You also get more of an understanding of how people in Hollywood talk just by watching the types in this documentary. Julien Thuan says how he really loved the style of Ringu and then that he saw Chaos afterwards. What does he specifically say about Chaos? Pay attention to this: he had a "real appreciation for Chaos," but then he goes on about Ringu and Dark Water aka he didn't like Chaos. But of course, he's not going to come out and say that. Hell no. Honesty? What's that? Good ole Hollywood where stab you in the back is the modus operandi. Fantastic.

Hideo Nakata directing in shitville Hollywood.

Even Roy Lee, an executive producer on The Ring Two and someone who was clearly on Nakata's side, calls the development process a "very painful, tedious long process" that becomes a "mind-numbing affair of everyone trying to put their input." As if that wasn't bad enough, he explains you also have to deal with the corporate level of the studio and trying to make the product appeal as much as possible to the masses wherein often the filmmaker's message gets diluted. So no wonder so many films get compromised and transformed into a hideous abomination of their former selves. Lee is one of the few people in this documentary besides the great Hans Zimmer who talks like a normal honest person.

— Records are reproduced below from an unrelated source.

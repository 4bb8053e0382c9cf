//! Endpoint handlers
//!
//! Each request gets its own cancellation token. The drop guard lives as long
//! as the handler future, so a client that disconnects cancels the completion
//! call still in flight.

use super::error::ApiError;
use super::router::AppState;
use axum::Json;
use axum::extract::State;
use capital_application::QuestionService;
use capital_domain::{Answer, CapitalRequest, CapitalResponse, Question};
use tokio_util::sync::{CancellationToken, DropGuard};

pub(super) fn request_scope(state: &AppState) -> (QuestionService, DropGuard) {
    let token = CancellationToken::new();
    let service = state.service.with_cancellation(token.clone());
    (service, token.drop_guard())
}

/// `POST /ask`
pub async fn ask(
    State(state): State<AppState>,
    Json(question): Json<Question>,
) -> Result<Json<Answer>, ApiError> {
    let (service, _guard) = request_scope(&state);
    let answer = service.answer(&question).await?;
    Ok(Json(answer))
}

/// `POST /capital`
pub async fn capital(
    State(state): State<AppState>,
    Json(request): Json<CapitalRequest>,
) -> Result<Json<CapitalResponse>, ApiError> {
    let (service, _guard) = request_scope(&state);
    let response = service.capital(&request).await?;
    Ok(Json(response))
}

/// `POST /capitalWithInfo`
pub async fn capital_with_info(
    State(state): State<AppState>,
    Json(request): Json<CapitalRequest>,
) -> Result<Json<Answer>, ApiError> {
    let (service, _guard) = request_scope(&state);
    let answer = service.capital_with_info(&request).await?;
    Ok(Json(answer))
}
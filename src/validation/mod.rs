//! Declarative request validation
//!
//! Handlers describe their input as a set of field rules and evaluate them
//! uniformly before any business logic runs. A non-empty violation list is
//! returned to the client as a 400 with field-level detail.

use serde::Serialize;

/// A single constraint applied to a field value.
#[derive(Debug, Clone, Copy)]
pub enum Constraint {
    /// Value must be at least this many characters long.
    MinLen(usize),
    /// Value must look like an email address.
    Email,
}

/// A field paired with the constraints it must satisfy.
pub struct FieldRule<'a> {
    pub field: &'static str,
    pub value: &'a str,
    pub constraints: &'a [Constraint],
}

/// A failed constraint, reported back to the client.
#[derive(Debug, Clone, Serialize, PartialEq, Eq)]
pub struct Violation {
    pub field: String,
    pub message: String,
}

/// Evaluate every rule and collect all violations.
///
/// All rules are checked so the client sees the full list of problems in
/// one response rather than one at a time.
pub fn evaluate(rules: &[FieldRule<'_>]) -> Vec<Violation> {
    let mut violations = Vec::new();

    for rule in rules {
        for constraint in rule.constraints {
            if let Some(message) = check(rule.value, *constraint) {
                violations.push(Violation {
                    field: rule.field.to_string(),
                    message,
                });
            }
        }
    }

    violations
}

fn check(value: &str, constraint: Constraint) -> Option<String> {
    match constraint {
        Constraint::MinLen(min) => {
            if value.chars().count() < min {
                Some(format!("must be at least {} characters", min))
            } else {
                None
            }
        }
        Constraint::Email => {
            if is_valid_email(value) {
                None
            } else {
                Some("must be a valid email address".to_string())
            }
        }
    }
}

/// Basic structural email check: one '@' with a non-empty local part and a
/// dotted, non-empty domain.
fn is_valid_email(value: &str) -> bool {
    let Some((local, domain)) = value.split_once('@') else {
        return false;
    };

    if local.is_empty() || domain.is_empty() {
        return false;
    }

    domain.contains('.') && !domain.starts_with('.') && !domain.ends_with('.')
}
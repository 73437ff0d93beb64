//! Router assembly
//!
//! Merges the public and protected route tables, wraps the protected table
//! in the identity middleware, and adds the cross-cutting layers (CORS,
//! request tracing, 404 fallback).

use axum::http::StatusCode;
use axum::{middleware, Router};
use tower_http::cors::CorsLayer;
use tower_http::trace::TraceLayer;

use crate::middleware::auth::require_auth;
use crate::routes::api_routes::{protected_routes, public_routes};
use crate::server::state::AppState;

/// Create the application router with all routes and layers configured.
pub fn create_router(state: AppState) -> Router {
    let protected = protected_routes()
        .route_layer(middleware::from_fn_with_state(state.clone(), require_auth));

    public_routes()
        .merge(protected)
        .fallback(|| async { (StatusCode::NOT_FOUND, "404 Not Found") })
        .layer(CorsLayer::permissive())
        .layer(TraceLayer::new_for_http())
        .with_state(state)
}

Joe Menosky is another, and his comments are also revealing about the cluster fuck that is Hollywood. Prompted by Nakata who questions why they so often change writers for no good reason (let that sink in for a bit), Menosky, a screenwriter himself with many credits, tells how a new writer represents progress to studio execs and how that is "institutionalized behavior." Who the hell would ever want to go to Hollywood? It's all too clear the only way you could make something good is if you have the power and the freedom to do what you want but even then you'd have to deal with producers and studio execs. Plus, you could still screw it up yourself. It's just unbelievable how fucked up things are out there.

Menosky also goes on to reveal how projects are usually sold without a script so money is spent without anyone knowing what the hell they're doing. Excellent. That makes sense. Michele Weisler, another honest voice, explains how studios are basically run on fear. Studio execs' fear that they're going to lose their jobs if they haven't gotten a ton of movies made (quality be damned), and the studios are no longer run by filmmakers like they used to be. Now, it's just a bunch of corporations so it's all about the bottom line.

The man who brought us Ringu deserves some respect.

This documentary is also fantastic just in the way Nakata describes the extreme differences between the Japanese system of making films and Hollywood. In Japan, everyone follows the director, and they don't question him. Nakata also wisely points out the flaw of that system: blindly following someone can prevent the amazing spark that can only come out of intense creative collaboration where cast and crew can give their input to make something better. It's pretty obvious which system is better for filmmakers though. In Hollywood, somebody with no experience whatsoever is often in a position of power, and they will screw with the writer or director just to flex their muscles.

The crazy thing about all the stuff in this documentary is it's all for a sequel to a very successful horror film. Imagine the pain you have to go through to get something original made. Jonathan Liebesman, the director of Darkness Falls and Rings among plenty of others, chimes in on how "studios have a tendency to make you feel insecure about what you're doing sometimes, and so you'll find yourself shooting a lot of coverage just to cover yourself without really focusing on what you want to do." Just think about that for a while.

The title of this documentary doesn't do it justice. This isn't just a foreign filmmakers' guide to Hollywood. It's anybody's guide to how truly fucked up Hollywood is and why you have to do everything you can to avoid it like the plague.

Hollywood, on behalf of Hideo Nakata, go fuck yourself.